後悔しない就活のために
できることとは

 まとめると、今回、不幸にも新型コロナ騒動によってリアルな接点を失いつつある就活生は、決め手を失い、意思決定が難しくなるだけでなく、入社後のイメージギャップを抱きやすくなるということだ。そして、その影響は入社直後だけでなく、数年間引きずる可能性がある。オンライン採用では補填できる機能と、そうでない機能があるのだ。

 リアルな接点を欠くことで、その後の人生に影を落とさないために何ができるだろうか。答えはシンプルだ。学生はオンラインによる情報収集はもちろん、人との接点に関しても限られた機会を最大化して確保するべきだ。「今年は特殊だから……」と手を緩めてしまうと、今後の数年間が影響を受ける。出遅れた学生ほどこうした緊急時に足が止まりがちだが、「決め手に欠く」状態で最も悩むのは本人だ。むろん感染予防と健康管理は確実にしつつ、焦らず着実に、人と出会う機会を確保してほしい。
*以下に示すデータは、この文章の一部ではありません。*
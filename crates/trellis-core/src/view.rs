// ── Headless view ──
//
// A view owns an element handle, a refresh-handler table that sync
// bindings push values into, and an `available` flag. It becomes
// available once it has both an element and a completed render; pushes
// that arrive earlier are deferred by the binding, not by the view.

use std::cell::{Cell, RefCell};
use std::collections::HashMap;
use std::fmt;
use std::rc::{Rc, Weak};

use serde_json::Value;
use tracing::{debug, trace};

use crate::store::{ListenerId, PropertyStore, change_event};

/// Refresh handler: receives `(current, previous)`.
pub type RefreshFn = Rc<dyn Fn(&Value, &Value)>;

/// Draws a view. The default view has no renderer and only tracks state.
pub trait Renderer {
    fn render(&self, view: &View);
}

pub const AVAILABLE: &str = "available";
pub const RENDERED: &str = "rendered";
pub const ELEMENT: &str = "element";

/// Cheaply cloneable handle to a view.
#[derive(Clone)]
pub struct View {
    inner: Rc<ViewInner>,
}

struct ViewInner {
    name: String,
    props: PropertyStore,
    handlers: RefCell<HashMap<String, RefreshFn>>,
    renderer: RefCell<Option<Rc<dyn Renderer>>>,
    delegate: RefCell<Option<PropertyStore>>,
    watched: RefCell<Vec<String>>,
    delegate_listeners: RefCell<Vec<ListenerId>>,
    render_count: Cell<usize>,
    destroyed: Cell<bool>,
}

impl View {
    pub fn new(name: impl Into<String>) -> Self {
        let props = PropertyStore::with_properties([ELEMENT]);
        props.set(AVAILABLE, false);
        props.set(RENDERED, false);
        Self {
            inner: Rc::new(ViewInner {
                name: name.into(),
                props,
                handlers: RefCell::new(HashMap::new()),
                renderer: RefCell::new(None),
                delegate: RefCell::new(None),
                watched: RefCell::new(Vec::new()),
                delegate_listeners: RefCell::new(Vec::new()),
                render_count: Cell::new(0),
                destroyed: Cell::new(false),
            }),
        }
    }

    pub fn with_renderer(self, renderer: impl Renderer + 'static) -> Self {
        *self.inner.renderer.borrow_mut() = Some(Rc::new(renderer));
        self
    }

    pub fn name(&self) -> &str {
        &self.inner.name
    }

    /// The view's own attributes: `available`, `rendered`, `element`.
    pub fn props(&self) -> &PropertyStore {
        &self.inner.props
    }

    // ── Refresh handlers ─────────────────────────────────────────────

    /// Register a refresh handler under `name`, replacing any existing
    /// one.
    pub fn on_refresh<F>(&self, name: impl Into<String>, handler: F) -> &Self
    where
        F: Fn(&Value, &Value) + 'static,
    {
        self.inner
            .handlers
            .borrow_mut()
            .insert(name.into(), Rc::new(handler));
        self
    }

    pub fn handler(&self, name: &str) -> Option<RefreshFn> {
        self.inner.handlers.borrow().get(name).cloned()
    }

    // ── Element and availability ─────────────────────────────────────

    pub fn set_element(&self, element: impl Into<Value>) {
        self.inner.props.set(ELEMENT, element);
        self.refresh_availability();
    }

    pub fn element(&self) -> Value {
        self.inner.props.get(ELEMENT)
    }

    pub fn is_available(&self) -> bool {
        self.inner.props.get(AVAILABLE) == Value::Bool(true)
    }

    pub fn is_rendered(&self) -> bool {
        self.inner.props.get(RENDERED) == Value::Bool(true)
    }

    /// Force the availability flag. Emits `change:available` when it flips.
    pub fn set_available(&self, available: bool) {
        if self.inner.props.set(AVAILABLE, available) {
            debug!(view = %self.inner.name, available, "view availability changed");
        }
    }

    pub fn set_rendered(&self) {
        self.inner.props.set(RENDERED, true);
        self.refresh_availability();
    }

    fn refresh_availability(&self) {
        let has_element = !trellis_api::util::is_falsy(&self.element());
        self.set_available(has_element && self.is_rendered());
    }

    // ── Rendering ────────────────────────────────────────────────────

    /// Run the renderer (if any) and mark the view rendered.
    pub fn render(&self) {
        if self.inner.destroyed.get() {
            return;
        }
        let renderer = self.inner.renderer.borrow().clone();
        if let Some(renderer) = renderer {
            renderer.render(self);
        }
        self.inner.render_count.set(self.inner.render_count.get() + 1);
        trace!(view = %self.inner.name, "rendered");
        self.set_rendered();
    }

    pub fn render_count(&self) -> usize {
        self.inner.render_count.get()
    }

    // ── Delegate ─────────────────────────────────────────────────────

    /// The store whose properties this view presents.
    pub fn set_delegate(&self, delegate: PropertyStore) {
        self.detach_delegate();
        *self.inner.delegate.borrow_mut() = Some(delegate);
    }

    pub fn delegate(&self) -> Option<PropertyStore> {
        self.inner.delegate.borrow().clone()
    }

    /// Delegate properties that trigger a re-render when they change.
    pub fn watch<I, S>(&self, names: I) -> &Self
    where
        I: IntoIterator<Item = S>,
        S: Into<String>,
    {
        self.inner
            .watched
            .borrow_mut()
            .extend(names.into_iter().map(Into::into));
        self
    }

    /// Subscribe to the watched delegate properties. Replaces any earlier
    /// subscriptions.
    pub fn watch_delegate_properties(&self) {
        self.detach_delegate();
        let Some(delegate) = self.delegate() else {
            return;
        };
        let weak: Weak<ViewInner> = Rc::downgrade(&self.inner);
        let ids = self
            .inner
            .watched
            .borrow()
            .iter()
            .map(|name| {
                let weak = weak.clone();
                delegate.on(change_event(name), move |_| {
                    if let Some(inner) = weak.upgrade() {
                        View { inner }.render();
                    }
                })
            })
            .collect();
        *self.inner.delegate_listeners.borrow_mut() = ids;
    }

    fn detach_delegate(&self) {
        let ids = std::mem::take(&mut *self.inner.delegate_listeners.borrow_mut());
        if let Some(delegate) = self.delegate() {
            for id in ids {
                delegate.off(id);
            }
        }
    }

    // ── Teardown ─────────────────────────────────────────────────────

    /// Stop presenting: drop delegate subscriptions and become
    /// unavailable. The view can be rendered again afterwards.
    pub fn unload(&self) {
        self.detach_delegate();
        self.inner.props.set(RENDERED, false);
        self.set_available(false);
    }

    /// Unload and release every handler and listener. Further renders
    /// are ignored.
    pub fn destroy(&self) {
        if self.inner.destroyed.replace(true) {
            return;
        }
        self.unload();
        self.inner.props.off_all();
        self.inner.handlers.borrow_mut().clear();
        self.inner.renderer.borrow_mut().take();
        self.inner.delegate.borrow_mut().take();
    }

    pub fn is_destroyed(&self) -> bool {
        self.inner.destroyed.get()
    }
}

impl fmt::Debug for View {
    fn fmt(&self, f: &mut fmt::Formatter<'_>) -> fmt::Result {
        f.debug_struct("View")
            .field("name", &self.inner.name)
            .field("available", &self.is_available())
            .field("handlers", &self.inner.handlers.borrow().len())
            .field("render_count", &self.render_count())
            .finish_non_exhaustive()
    }
}

#[cfg(test)]
#[allow(clippy::unwrap_used)]
mod tests {
    use serde_json::json;

    use super::*;

    struct CountingRenderer(Rc<Cell<usize>>);

    impl Renderer for CountingRenderer {
        fn render(&self, _view: &View) {
            self.0.set(self.0.get() + 1);
        }
    }

    #[test]
    fn available_after_element_and_render() {
        let view = View::new("doc");
        assert!(!view.is_available());

        view.render();
        assert!(!view.is_available(), "no element yet");

        view.set_element("#main");
        assert!(view.is_available());

        view.unload();
        assert!(!view.is_available());
        assert!(!view.is_rendered());
    }

    #[test]
    fn availability_changes_are_observable() {
        let view = View::new("doc");
        let flips = Rc::new(RefCell::new(Vec::new()));
        let sink = Rc::clone(&flips);
        view.props()
            .on(change_event(AVAILABLE), move |c| sink.borrow_mut().push(c.value.clone()));

        view.set_element("#main");
        view.render();
        view.render();
        view.unload();

        assert_eq!(*flips.borrow(), vec![json!(true), json!(false)]);
    }

    #[test]
    fn watched_delegate_properties_rerender() {
        let renders = Rc::new(Cell::new(0));
        let view = View::new("doc").with_renderer(CountingRenderer(Rc::clone(&renders)));
        let delegate = PropertyStore::new();
        view.watch(["title"]);
        view.set_delegate(delegate.clone());
        view.watch_delegate_properties();

        delegate.set("title", "a");
        delegate.set("body", "ignored");
        assert_eq!(renders.get(), 1);

        view.unload();
        delegate.set("title", "b");
        assert_eq!(renders.get(), 1);
        assert_eq!(delegate.total_listeners(), 0);
    }

    #[test]
    fn destroy_releases_handlers_and_listeners() {
        let view = View::new("doc");
        view.on_refresh("refreshTitlePropertyOnView", |_, _| {});
        view.props().on(change_event(AVAILABLE), |_| {});

        view.destroy();
        assert!(view.is_destroyed());
        assert!(view.handler("refreshTitlePropertyOnView").is_none());
        assert_eq!(view.props().total_listeners(), 0);

        view.render();
        assert_eq!(view.render_count(), 0);
    }
}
 また騒動が収束さえすれば、内定を獲得した後でも遅くない。社員や内定者と直接話す機会があれば、内定後だろうと、予期的社会化が進むことは研究でも明らかになっている。幸い今は売り手市場で、企業も内定者フォローに積極的だ。入社後に関係する社員を紹介してくれる可能性は高い。

 就活は、「内定を獲得するもの」でも、「入社先を決めるもの」でもない。学生から社会人へのスムーズで幸せなトランジションを実現するものだ。人生にほとんど1回しかないトランジションのタイミングをウイルスという不運によって台無しにすることのないよう、予防を怠らずに取り組んでほしい。